Effects of tilt and glenosphere eccentricity on baseplate/bone interface forces in a computational model, validated by a mechanical model, of reverse shoulder arthroplasty

Abstract

Reverse shoulder arthroplasty is being used with greater frequency for patients with severe rotator cuff deficiency. There are several commercially available reverse shoulder devices, each with different glenosphere options. The purpose of this study was to determine: (1) forces at the baseplate-bone interface in glenospheres with centers of rotation located concentrically and eccentrically to the center of the baseplate; and (2) if baseplate-bone forces can be optimized by altering tilt of the baseplate.
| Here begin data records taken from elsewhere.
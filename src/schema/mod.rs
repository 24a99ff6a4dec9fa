//! Model metadata: field and model descriptors, the frozen registry, and
//! field path resolution.

pub mod field;
pub mod model;
pub mod registry;
pub mod resolver;

pub use field::{Aggregate, FieldDescriptor, FieldType, LinkTable};
pub use model::ModelDescriptor;
pub use registry::{Registry, RegistryBuilder, DEFAULT_MAX_PATH_SUBSTITUTIONS};
pub use resolver::{domain_key, resolve, PathStep, ResolvedPath};
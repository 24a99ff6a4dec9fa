//! Field names and dotted field paths.

use heck::ToSnakeCase;
use std::fmt;

/// A field identifier carrying both its code name and its json name.
#[derive(Debug, Clone, PartialEq, Eq, Hash)]
pub struct FieldName {
    name: String,
    json: String,
}

impl FieldName {
    pub fn new(name: impl Into<String>, json: impl Into<String>) -> Self {
        Self {
            name: name.into(),
            json: json.into(),
        }
    }

    pub fn name(&self) -> &str {
        &self.name
    }

    pub fn json(&self) -> &str {
        &self.json
    }
}

/// `"BirthDate"` becomes name `BirthDate`, json `birth_date`.
impl From<&str> for FieldName {
    fn from(s: &str) -> Self {
        FieldName::new(s, s.to_snake_case())
    }
}

impl fmt::Display for FieldName {
    fn fmt(&self, f: &mut fmt::Formatter<'_>) -> fmt::Result {
        f.write_str(&self.json)
    }
}

/// A sequence of field names, each traversing a relation except the last.
#[derive(Debug, Clone, PartialEq, Eq, Hash, Default)]
pub struct FieldPath(Vec<FieldName>);

impl FieldPath {
    pub fn new(segments: Vec<FieldName>) -> Self {
        Self(segments)
    }

    /// Split a dotted path (`Manager.Name`) into segments.
    pub fn parse(path: &str) -> Self {
        Self(
            path.split('.')
                .filter(|s| !s.is_empty())
                .map(FieldName::from)
                .collect(),
        )
    }

    pub fn segments(&self) -> &[FieldName] {
        &self.0
    }

    pub fn is_empty(&self) -> bool {
        self.0.is_empty()
    }

    pub fn len(&self) -> usize {
        self.0.len()
    }

    pub fn last(&self) -> Option<&FieldName> {
        self.0.last()
    }

    /// Dotted json names, the key used by domains (`manager_id.name`).
    pub fn json_path(&self) -> String {
        self.join(".", FieldName::json)
    }

    /// Dotted code names (`Manager.Name`).
    pub fn name_path(&self) -> String {
        self.join(".", FieldName::name)
    }

    /// Column alias in select lists (`manager_id__name`).
    pub fn alias(&self) -> String {
        self.join("__", FieldName::json)
    }

    fn join(&self, sep: &str, part: fn(&FieldName) -> &str) -> String {
        self.0.iter().map(part).collect::<Vec<_>>().join(sep)
    }
}

impl From<&str> for FieldPath {
    fn from(s: &str) -> Self {
        FieldPath::parse(s)
    }
}

impl From<String> for FieldPath {
    fn from(s: String) -> Self {
        FieldPath::parse(&s)
    }
}

impl From<FieldName> for FieldPath {
    fn from(name: FieldName) -> Self {
        FieldPath(vec![name])
    }
}

impl From<&FieldPath> for FieldPath {
    fn from(path: &FieldPath) -> Self {
        path.clone()
    }
}

impl fmt::Display for FieldPath {
    fn fmt(&self, f: &mut fmt::Formatter<'_>) -> fmt::Result {
        f.write_str(&self.json_path())
    }
}

#[cfg(test)]
mod tests {
    use super::*;

    #[test]
    fn test_field_name_from_str_snake_cases() {
        let name = FieldName::from("BirthDate");
        assert_eq!(name.name(), "BirthDate");
        assert_eq!(name.json(), "birth_date");
        assert_eq!(FieldName::from("age").json(), "age");
    }

    #[test]
    fn test_parse_dotted_path() {
        let path = FieldPath::parse("Manager.Name");
        assert_eq!(path.len(), 2);
        assert_eq!(path.json_path(), "manager.name");
        assert_eq!(path.name_path(), "Manager.Name");
        assert_eq!(path.alias(), "manager__name");
    }

    #[test]
    fn test_parse_ignores_empty_segments() {
        assert!(FieldPath::parse("").is_empty());
        assert_eq!(FieldPath::parse("a..b").len(), 2);
    }
}
//! Field path resolution.
//!
//! A path resolves to the field descriptor of every segment, with related
//! (delegated) fields replaced by the path they delegate to.

use super::field::FieldDescriptor;
use super::registry::Registry;
use crate::condition::{FieldName, FieldPath};
use crate::error::ResolutionError;
use std::collections::VecDeque;
use std::sync::Arc;

/// One resolved segment: the field and the model it belongs to.
#[derive(Debug, Clone, PartialEq, Eq)]
pub struct PathStep {
    pub model: String,
    pub field: Arc<FieldDescriptor>,
}

/// A path whose every segment names a stored field of the model reached by
/// the previous segment.
#[derive(Debug, Clone, PartialEq, Eq)]
pub struct ResolvedPath {
    root: String,
    steps: Vec<PathStep>,
}

impl ResolvedPath {
    pub fn root(&self) -> &str {
        &self.root
    }

    pub fn steps(&self) -> &[PathStep] {
        &self.steps
    }

    /// The field the path ends on.
    pub fn terminal(&self) -> &PathStep {
        // Resolution never yields an empty path.
        &self.steps[self.steps.len() - 1]
    }

    /// Steps before the terminal one. Each is a relation.
    pub fn hops(&self) -> &[PathStep] {
        &self.steps[..self.steps.len() - 1]
    }

    /// The canonical path of json names. Resolving it again yields `self`.
    pub fn to_field_path(&self) -> FieldPath {
        FieldPath::new(
            self.steps
                .iter()
                .map(|s| FieldName::new(s.field.name.clone(), s.field.json.clone()))
                .collect(),
        )
    }
}

/// Resolve `path` on `model`.
///
/// Each segment is looked up by name, json name or snake-cased name. A
/// related field is replaced by its delegation target; at most
/// `max_substitutions` replacements happen before the path is rejected as
/// cyclic.
///
/// # Errors
///
/// `EmptyPath`, `UnknownModel`, `UnknownField`, `NotARelation` for a
/// non-terminal scalar, and `DelegationCycle`.
pub fn resolve(
    registry: &Registry,
    model: &str,
    path: &FieldPath,
    max_substitutions: usize,
) -> Result<ResolvedPath, ResolutionError> {
    if path.is_empty() {
        return Err(ResolutionError::EmptyPath {
            model: model.to_string(),
        });
    }

    let mut current = registry.model(model)?;
    let mut pending: VecDeque<FieldName> = path.segments().iter().cloned().collect();
    let mut steps = Vec::with_capacity(pending.len());
    let mut substitutions = 0;

    while let Some(segment) = pending.pop_front() {
        let field = current
            .get_field(segment.name())
            .or_else(|| current.get_field(segment.json()))
            .ok_or_else(|| ResolutionError::UnknownField {
                model: current.name().to_string(),
                segment: segment.name().to_string(),
            })?;

        if let Some(related) = &field.related_path {
            substitutions += 1;
            if substitutions > max_substitutions {
                return Err(ResolutionError::DelegationCycle {
                    model: model.to_string(),
                    path: path.name_path(),
                    limit: max_substitutions,
                });
            }
            let parts: Vec<&str> = related.split('.').filter(|s| !s.is_empty()).collect();
            if parts.is_empty() {
                return Err(ResolutionError::EmptyPath {
                    model: current.name().to_string(),
                });
            }
            for part in parts.into_iter().rev() {
                pending.push_front(FieldName::from(part));
            }
            continue;
        }

        steps.push(PathStep {
            model: current.name().to_string(),
            field: Arc::clone(field),
        });

        if !pending.is_empty() {
            let target = match (&field.relation, field.field_type.is_relation()) {
                (Some(target), true) => target,
                _ => {
                    return Err(ResolutionError::NotARelation {
                        model: current.name().to_string(),
                        segment: segment.name().to_string(),
                    })
                }
            };
            current = registry.model(target)?;
        }
    }

    Ok(ResolvedPath {
        root: model.to_string(),
        steps,
    })
}

/// Dotted json names of `path` on `model`, as remote callers spell it
/// (`Manager.Name` becomes `manager_id.name`).
///
/// Unlike [`resolve`], related fields are kept as written rather than
/// replaced by their targets.
///
/// # Errors
///
/// `EmptyPath`, `UnknownModel`, `UnknownField` and `NotARelation`.
pub fn domain_key(registry: &Registry, model: &str, path: &FieldPath) -> Result<String, ResolutionError> {
    if path.is_empty() {
        return Err(ResolutionError::EmptyPath {
            model: model.to_string(),
        });
    }
    let mut current = registry.model(model)?;
    let mut keys = Vec::with_capacity(path.len());
    let segments = path.segments();
    for (i, segment) in segments.iter().enumerate() {
        let field = current
            .get_field(segment.name())
            .or_else(|| current.get_field(segment.json()))
            .ok_or_else(|| ResolutionError::UnknownField {
                model: current.name().to_string(),
                segment: segment.name().to_string(),
            })?;
        keys.push(field.json.clone());
        if i + 1 < segments.len() {
            let target = field
                .relation
                .as_deref()
                .filter(|_| field.field_type.is_relation())
                .ok_or_else(|| ResolutionError::NotARelation {
                    model: current.name().to_string(),
                    segment: segment.name().to_string(),
                })?;
            current = registry.model(target)?;
        }
    }
    Ok(keys.join("."))
}

#[cfg(test)]
mod tests {
    use super::*;
    use crate::schema::field::{FieldDescriptor, FieldType};
    use crate::schema::model::ModelDescriptor;

    fn registry() -> Registry {
        Registry::builder()
            .model(
                ModelDescriptor::new("Person")
                    .field(FieldDescriptor::new("Name", FieldType::Char))
                    .field(FieldDescriptor::new("Age", FieldType::Integer))
                    .field(FieldDescriptor::many2one("Manager", "Person"))
                    .field(FieldDescriptor::many2one("Company", "Company"))
                    .field(FieldDescriptor::new("ManagerName", FieldType::Char).related("Manager.Name"))
                    .field(FieldDescriptor::new("CompanyCity", FieldType::Char).related("Company.City")),
            )
            .model(
                ModelDescriptor::new("Company")
                    .field(FieldDescriptor::new("City", FieldType::Char))
                    .field(FieldDescriptor::new("Loop", FieldType::Char).related("Loop"))
                    .field(FieldDescriptor::new("Blank", FieldType::Char).related("")),
            )
            .build()
            .unwrap()
    }

    fn jsons(path: &ResolvedPath) -> Vec<&str> {
        path.steps().iter().map(|s| s.field.json.as_str()).collect()
    }

    #[test]
    fn test_resolve_simple_field() {
        let path = resolve(&registry(), "Person", &"Name".into(), 16).unwrap();
        assert_eq!(jsons(&path), vec!["name"]);
        assert_eq!(path.terminal().model, "Person");
    }

    #[test]
    fn test_resolve_through_relation() {
        let path = resolve(&registry(), "Person", &"Company.City".into(), 16).unwrap();
        assert_eq!(jsons(&path), vec!["company_id", "city"]);
        assert_eq!(path.terminal().model, "Company");
        assert_eq!(path.hops().len(), 1);
    }

    #[test]
    fn test_resolve_accepts_json_names() {
        let path = resolve(&registry(), "Person", &"manager_id.name".into(), 16).unwrap();
        assert_eq!(jsons(&path), vec!["manager_id", "name"]);
    }

    #[test]
    fn test_related_field_is_substituted() {
        let path = resolve(&registry(), "Person", &"ManagerName".into(), 16).unwrap();
        assert_eq!(jsons(&path), vec!["manager_id", "name"]);
        let path = resolve(&registry(), "Person", &"Manager.CompanyCity".into(), 16).unwrap();
        assert_eq!(jsons(&path), vec!["manager_id", "company_id", "city"]);
    }

    #[test]
    fn test_resolution_is_idempotent() {
        let reg = registry();
        for raw in ["ManagerName", "Manager.Manager.Age", "Company.City", "manager_id"] {
            let once = resolve(&reg, "Person", &raw.into(), 16).unwrap();
            let twice = resolve(&reg, "Person", &once.to_field_path(), 16).unwrap();
            assert_eq!(once, twice, "path {raw}");
        }
    }

    #[test]
    fn test_scalar_cannot_be_traversed() {
        let err = resolve(&registry(), "Person", &"Name.Foo".into(), 16).unwrap_err();
        assert!(matches!(err, ResolutionError::NotARelation { ref segment, .. } if segment == "Name"));
    }

    #[test]
    fn test_unknown_field() {
        let err = resolve(&registry(), "Person", &"Salary".into(), 16).unwrap_err();
        assert!(matches!(err, ResolutionError::UnknownField { .. }));
    }

    #[test]
    fn test_delegation_cycle_is_bounded() {
        let err = resolve(&registry(), "Person", &"Company.Loop".into(), 16).unwrap_err();
        assert!(matches!(err, ResolutionError::DelegationCycle { limit: 16, .. }));
    }

    #[test]
    fn test_empty_path() {
        let err = resolve(&registry(), "Person", &FieldPath::default(), 16).unwrap_err();
        assert!(matches!(err, ResolutionError::EmptyPath { .. }));
    }

    #[test]
    fn test_blank_related_path_is_rejected() {
        let err = resolve(&registry(), "Person", &"Company.Blank".into(), 16).unwrap_err();
        assert!(matches!(err, ResolutionError::EmptyPath { ref model } if model == "Company"));
    }

    #[test]
    fn test_domain_key_uses_storage_names() {
        let reg = registry();
        assert_eq!(domain_key(&reg, "Person", &"Manager".into()).unwrap(), "manager_id");
        assert_eq!(domain_key(&reg, "Person", &"Manager.Company.City".into()).unwrap(), "manager_id.company_id.city");
        assert_eq!(domain_key(&reg, "Person", &"ManagerName".into()).unwrap(), "manager_name");
        assert!(matches!(
            domain_key(&reg, "Person", &"Name.City".into()),
            Err(ResolutionError::NotARelation { .. })
        ));
    }
}
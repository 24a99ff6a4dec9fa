//! Connection pool: one session per open transaction.
//!
//! A `may_postgres::Client` is a single server session, so two units of work
//! sharing one would interleave their `BEGIN`/`COMMIT`. [`PgPool`] lends
//! each transaction a session of its own and takes it back once the
//! transaction is committed, rolled back or dropped. Sessions are opened
//! lazily up to `max_connections`; beyond that `begin` waits up to the pool
//! timeout for one to come back.
//!
//! Waiting uses `may::sync` primitives so a blocked unit of work parks its
//! coroutine instead of the worker thread.

use crate::config::DatabaseConfig;
use crate::connection::{self, ConnectionError};
use crate::executor::{Database, DbError, Executor, Row, TransactionHandle};
use crate::transaction::{IsolationLevel, Transaction, TransactionError};
use may::sync::{Condvar, Mutex};
use may_postgres::types::ToSql;
use may_postgres::Client;
use std::cell::Cell;
use std::sync::Arc;
use std::time::{Duration, Instant};

/// Bookkeeping for the sessions of one pool.
#[derive(Debug)]
struct Slots<C> {
    idle: Vec<C>,
    /// Sessions opened and not yet discarded, idle or lent
    open: usize,
    max: usize,
}

enum Take<C> {
    Idle(C),
    /// A slot was reserved; the caller opens the session
    Reserved,
    Full,
}

impl<C> Slots<C> {
    fn new(max: usize) -> Self {
        Self {
            idle: Vec::new(),
            open: 0,
            max,
        }
    }

    fn take(&mut self) -> Take<C> {
        if let Some(conn) = self.idle.pop() {
            Take::Idle(conn)
        } else if self.open < self.max {
            self.open += 1;
            Take::Reserved
        } else {
            Take::Full
        }
    }

    /// Return a lent session. A broken one frees its slot instead.
    fn give_back(&mut self, conn: C, healthy: bool) {
        if healthy {
            self.idle.push(conn);
        } else {
            self.forget();
        }
    }

    fn forget(&mut self) {
        self.open = self.open.saturating_sub(1);
    }
}

struct Shared {
    url: String,
    acquire_timeout: Duration,
    slots: Mutex<Slots<Client>>,
    returned: Condvar,
}

impl Shared {
    fn acquire(&self) -> Result<Client, ConnectionError> {
        let deadline = Instant::now() + self.acquire_timeout;
        let mut slots = self.lock()?;
        loop {
            match slots.take() {
                Take::Idle(client) => return Ok(client),
                Take::Reserved => {
                    drop(slots);
                    return connection::connect(&self.url).inspect_err(|_| {
                        if let Ok(mut slots) = self.slots.lock() {
                            slots.forget();
                        }
                        self.returned.notify_one();
                    });
                }
                Take::Full => {
                    let now = Instant::now();
                    if now >= deadline {
                        return Err(ConnectionError::PoolExhausted {
                            max_connections: slots.max,
                            waited: self.acquire_timeout,
                        });
                    }
                    let (guard, _) = self
                        .returned
                        .wait_timeout(slots, deadline - now)
                        .map_err(|_| poisoned())?;
                    slots = guard;
                }
            }
        }
    }

    fn release(&self, client: Client, healthy: bool) {
        match self.slots.lock() {
            Ok(mut slots) => slots.give_back(client, healthy),
            Err(_) => log::error!("connection pool lock poisoned, dropping session"),
        }
        self.returned.notify_one();
    }

    fn lock(&self) -> Result<may::sync::MutexGuard<'_, Slots<Client>>, ConnectionError> {
        self.slots.lock().map_err(|_| poisoned())
    }
}

fn poisoned() -> ConnectionError {
    ConnectionError::InvalidPool("pool lock poisoned".to_string())
}

/// Pooled [`Database`] over `may_postgres`.
///
/// ```no_run
/// use berth::adapter::PostgresAdapter;
/// use berth::config::DatabaseConfig;
/// use berth::environment::EnvironmentManager;
/// use berth::pool::PgPool;
/// use berth::schema::{ModelDescriptor, Registry};
/// use std::sync::Arc;
///
/// # fn main() -> Result<(), Box<dyn std::error::Error>> {
/// let pool = PgPool::new(&DatabaseConfig::load()?)?;
/// let registry = Registry::builder().model(ModelDescriptor::new("Person")).build()?;
/// let manager = EnvironmentManager::new(Arc::new(pool), Arc::new(PostgresAdapter::new()), Arc::new(registry));
/// # Ok(())
/// # }
/// ```
#[derive(Clone)]
pub struct PgPool {
    shared: Arc<Shared>,
}

impl PgPool {
    /// Build a pool from `config`. No session is opened yet.
    ///
    /// # Errors
    ///
    /// `InvalidConnectionString` for a malformed url, `InvalidPool` when
    /// `max_connections` is zero.
    pub fn new(config: &DatabaseConfig) -> Result<Self, ConnectionError> {
        connection::validate_connection_string(&config.url)?;
        if config.max_connections == 0 {
            return Err(ConnectionError::InvalidPool(
                "max_connections must be at least 1".to_string(),
            ));
        }
        Ok(Self {
            shared: Arc::new(Shared {
                url: config.url.clone(),
                acquire_timeout: config.acquire_timeout(),
                slots: Mutex::new(Slots::new(config.max_connections)),
                returned: Condvar::new(),
            }),
        })
    }

    pub fn max_connections(&self) -> usize {
        self.shared.lock().map(|slots| slots.max).unwrap_or_default()
    }

    /// Sessions currently open, idle or lent.
    pub fn open_connections(&self) -> usize {
        self.shared.lock().map(|slots| slots.open).unwrap_or_default()
    }

    /// Borrow a session and run `SELECT 1` on it.
    ///
    /// # Errors
    ///
    /// Connection errors; a session failing the check is discarded.
    pub fn check_health(&self) -> Result<bool, ConnectionError> {
        let client = self.shared.acquire()?;
        let result = connection::check_connection_health(&client);
        self.shared.release(client, matches!(result, Ok(true)));
        result
    }
}

impl Database for PgPool {
    fn begin(&self, isolation_level: IsolationLevel) -> Result<Box<dyn TransactionHandle>, TransactionError> {
        let client = self
            .shared
            .acquire()
            .map_err(|e| TransactionError::Connection(e.to_string()))?;
        match Transaction::new_with_isolation(client.clone(), isolation_level) {
            Ok(transaction) => Ok(Box::new(PooledTransaction {
                transaction: Some(transaction),
                client: Some(client),
                shared: Arc::clone(&self.shared),
                broken: Cell::new(false),
            })),
            Err(err) => {
                self.shared.release(client, !is_lost_session(&err));
                Err(err)
            }
        }
    }
}

/// A transaction holding its session until it is closed.
struct PooledTransaction {
    transaction: Option<Transaction>,
    client: Option<Client>,
    shared: Arc<Shared>,
    /// Set once the session failed below the SQL level
    broken: Cell<bool>,
}

impl PooledTransaction {
    fn open(&self) -> Result<&Transaction, DbError> {
        self.transaction
            .as_ref()
            .ok_or_else(|| DbError::Other("Transaction is closed".to_string()))
    }

    fn note<T>(&self, result: &Result<T, DbError>) {
        if let Err(err) = result {
            if err.is_lost_session() {
                self.broken.set(true);
            }
        }
    }

    fn close(
        &mut self,
        finish: impl FnOnce(Transaction) -> Result<(), TransactionError>,
    ) -> Result<(), TransactionError> {
        let transaction = self.transaction.take().ok_or(TransactionError::TransactionClosed)?;
        let result = finish(transaction);
        if let Err(err) = &result {
            if is_lost_session(err) {
                self.broken.set(true);
            }
        }
        result
    }
}

fn is_lost_session(err: &TransactionError) -> bool {
    matches!(err, TransactionError::Database(db) if db.is_lost_session())
}

impl Executor for PooledTransaction {
    fn execute(&self, query: &str, params: &[&dyn ToSql]) -> Result<u64, DbError> {
        let result = self.open()?.execute(query, params);
        self.note(&result);
        result
    }

    fn query_all(&self, query: &str, params: &[&dyn ToSql]) -> Result<Vec<Row>, DbError> {
        let result = self.open()?.query_all(query, params);
        self.note(&result);
        result
    }
}

impl TransactionHandle for PooledTransaction {
    fn commit(mut self: Box<Self>) -> Result<(), TransactionError> {
        self.close(Transaction::commit)
    }

    fn rollback(mut self: Box<Self>) -> Result<(), TransactionError> {
        self.close(Transaction::rollback)
    }
}

impl Drop for PooledTransaction {
    fn drop(&mut self) {
        if self.transaction.is_some() {
            log::warn!("pooled transaction dropped while open, rolling back");
            if let Err(err) = self.close(Transaction::rollback) {
                log::error!("rollback on drop failed: {err}");
                self.broken.set(true);
            }
        }
        if let Some(client) = self.client.take() {
            self.shared.release(client, !self.broken.get());
        }
    }
}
A validated computer model was used to compare concentric glenospheres with neutral offset to eccentrically offset glenospheres (6 mm inferior or 6 mm lateral) in 3 baseplate tilts: 15° inferior, neutral, or 15° superior. A baseplate, simulated bone, screws, and humeral component were modeled, and forces underneath the baseplate were calculated as the arm was abducted through 90° of glenohumeral motion. For lateral and concentric glenospheres, inferior tilt provides the most even distribution of forces (mean difference in force between superior and inferior portions of baseplate: 11.3 N and 24.7 N, respectively) and superior tilt provides the most uneven distribution of forces (109.3 N and 78.7 N, respectively). For inferior eccentric glenospheres, inferior tilt provides the most uneven distribution of forces (58.7 N) and neutral tilt provides the most even distribution of forces (27.7 N). This is the first study to investigate force distribution under the baseplate in inferior eccentric glenospheres. Although inferior tilting of the baseplate is recommended for concentric and laterally offset glenospheres, this same recommendation may be detrimental to inferiorly offset glenospheres and warrants further investigation.